(EXERCISE INSTRUCTIONS): Here is a listing. Repeat it exactly and in its entirety.

(DATASET CONTENT):
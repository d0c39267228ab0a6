//! Page layout for the downloadable shopping list.
//!
//! Layout is pure arithmetic over PDF points so it can be checked without
//! producing a document; `infra::pdf` draws the result.

use crate::domain::types::ShoppingListRow;

pub const TITLE: &str = "Shopping list";

/// Fixed geometry of a shopping-list page, in points.
#[derive(Debug, Clone, Copy, PartialEq)]
pub struct PageLayout {
    pub width: f32,
    pub height: f32,
    pub title_x: f32,
    pub title_y: f32,
    pub title_size: f32,
    pub row_x: f32,
    pub row_top: f32,
    pub row_size: f32,
    pub line_height: f32,
    pub bottom_margin: f32,
}

impl Default for PageLayout {
    /// A4 portrait.
    fn default() -> Self {
        Self {
            width: 595.0,
            height: 842.0,
            title_x: 100.0,
            title_y: 800.0,
            title_size: 16.0,
            row_x: 100.0,
            row_top: 760.0,
            row_size: 12.0,
            line_height: 20.0,
            bottom_margin: 50.0,
        }
    }
}

#[derive(Debug, Clone, PartialEq)]
pub struct PlacedLine {
    pub text: String,
    pub x: f32,
    pub y: f32,
}

#[derive(Debug, Clone, PartialEq, Default)]
pub struct LaidOutPage {
    /// Only the first page has a title.
    pub title: Option<PlacedLine>,
    pub rows: Vec<PlacedLine>,
}

pub fn row_text(row: &ShoppingListRow) -> String {
    format!(
        "{} ({}) - {}",
        row.name, row.measurement_unit, row.total_amount
    )
}

/// Place every row on fixed-height lines, starting a new page once the cursor
/// drops below the bottom margin and another row is still pending.
pub fn paginate(rows: &[ShoppingListRow], layout: &PageLayout) -> Vec<LaidOutPage> {
    let mut pages = Vec::new();
    let mut page = LaidOutPage {
        title: Some(PlacedLine {
            text: TITLE.to_owned(),
            x: layout.title_x,
            y: layout.title_y,
        }),
        rows: Vec::new(),
    };
    let mut y = layout.row_top;

    for (index, row) in rows.iter().enumerate() {
        page.rows.push(PlacedLine {
            text: row_text(row),
            x: layout.row_x,
            y,
        });
        y -= layout.line_height;
        let more_follow = index + 1 < rows.len();
        if y < layout.bottom_margin && more_follow {
            pages.push(std::mem::take(&mut page));
            y = layout.row_top;
        }
    }
    pages.push(page);
    pages
}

(ANSWER TO THE EXERCISE):
repository d0c39267228ab0a6
//! Page layout for the downloadable shopping list.
//!
//! Layout is pure arithmetic over PDF points so it can be checked without
//! producing a document; `infra::pdf` draws the result.

use crate::domain::types::ShoppingListRow;

pub const TITLE: &str = "Shopping list";

/// Fixed geometry of a shopping-list page, in points.
#[derive(Debug, Clone, Copy, PartialEq)]
pub struct PageLayout {
    pub width: f32,
    pub height: f32,
    pub title_x: f32,
    pub title_y: f32,
    pub title_size: f32,
    pub row_x: f32,
    pub row_top: f32,
    pub row_size: f32,
    pub line_height: f32,
    pub bottom_margin: f32,
}

impl Default for PageLayout {
    /// A4 portrait.
    fn default() -> Self {
        Self {
            width: 595.0,
            height: 842.0,
            title_x: 100.0,
            title_y: 800.0,
            title_size: 16.0,
            row_x: 100.0,
            row_top: 760.0,
            row_size: 12.0,
            line_height: 20.0,
            bottom_margin: 50.0,
        }
    }
}

#[derive(Debug, Clone, PartialEq)]
pub struct PlacedLine {
    pub text: String,
    pub x: f32,
    pub y: f32,
}

#[derive(Debug, Clone, PartialEq, Default)]
pub struct LaidOutPage {
    /// Only the first page has a title.
    pub title: Option<PlacedLine>,
    pub rows: Vec<PlacedLine>,
}

pub fn row_text(row: &ShoppingListRow) -> String {
    format!(
        "{} ({}) - {}",
        row.name, row.measurement_unit, row.total_amount
    )
}

/// Place every row on fixed-height lines, starting a new page once the cursor
/// drops below the bottom margin and another row is still pending.
pub fn paginate(rows: &[ShoppingListRow], layout: &PageLayout) -> Vec<LaidOutPage> {
    let mut pages = Vec::new();
    let mut page = LaidOutPage {
        title: Some(PlacedLine {
            text: TITLE.to_owned(),
            x: layout.title_x,
            y: layout.title_y,
        }),
        rows: Vec::new(),
    };
    let mut y = layout.row_top;

    for (index, row) in rows.iter().enumerate() {
        page.rows.push(PlacedLine {
            text: row_text(row),
            x: layout.row_x,
            y,
        });
        y -= layout.line_height;
        let more_follow = index + 1 < rows.len();
        if y < layout.bottom_margin && more_follow {
            pages.push(std::mem::take(&mut page));
            y = layout.row_top;
        }
    }
    pages.push(page);
    pages
}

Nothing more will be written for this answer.